## About this task
In the records below, find the line containing "tracing_subscriber::fmt()" and retype it and every line after it exactly, adding nothing.

== Segment start ==

// emu-shell - Main entry point
//
// Loads the persisted configuration, creates the emulation host, and
// runs the shell window. An optional content path can be passed on the
// command line and is launched once the shell is up.

use std::path::PathBuf;

use tracing_subscriber::EnvFilter;

use emu_shell::shell::SHELL_SETTINGS;
use emu_shell::{run_shell, ConfigStore, EmulatorHost};

/// Configuration file next to the executable's working directory.
const CONFIG_FILE: &str = "emu_shell.toml";

fn main() -> Result<(), Box<dyn std::error::Error>> {
    tracing_subscriber::fmt()
        .with_env_filter(EnvFilter::try_from_default_env().unwrap_or_else(|_| EnvFilter::new("info")))
        .init();

    let store = ConfigStore::load_or_default(CONFIG_FILE, SHELL_SETTINGS);
    let host = EmulatorHost::new();

    let launch_path = std::env::args().nth(1).map(PathBuf::from);
    if let Some(path) = &launch_path {
        tracing::info!("content queued: {}", path.display());
    }

    run_shell(store, host, launch_path)?;

    Ok(())
}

== Segment end ==

## Response to the exercise
    tracing_subscriber::fmt()
        .with_env_filter(EnvFilter::try_from_default_env().unwrap_or_else(|_| EnvFilter::new("info")))
        .init();

    let store = ConfigStore::load_or_default(CONFIG_FILE, SHELL_SETTINGS);
    let host = EmulatorHost::new();

    let launch_path = std::env::args().nth(1).map(PathBuf::from);
    if let Some(path) = &launch_path {
        tracing::info!("content queued: {}", path.display());
    }

    run_shell(store, host, launch_path)?;

    Ok(())
}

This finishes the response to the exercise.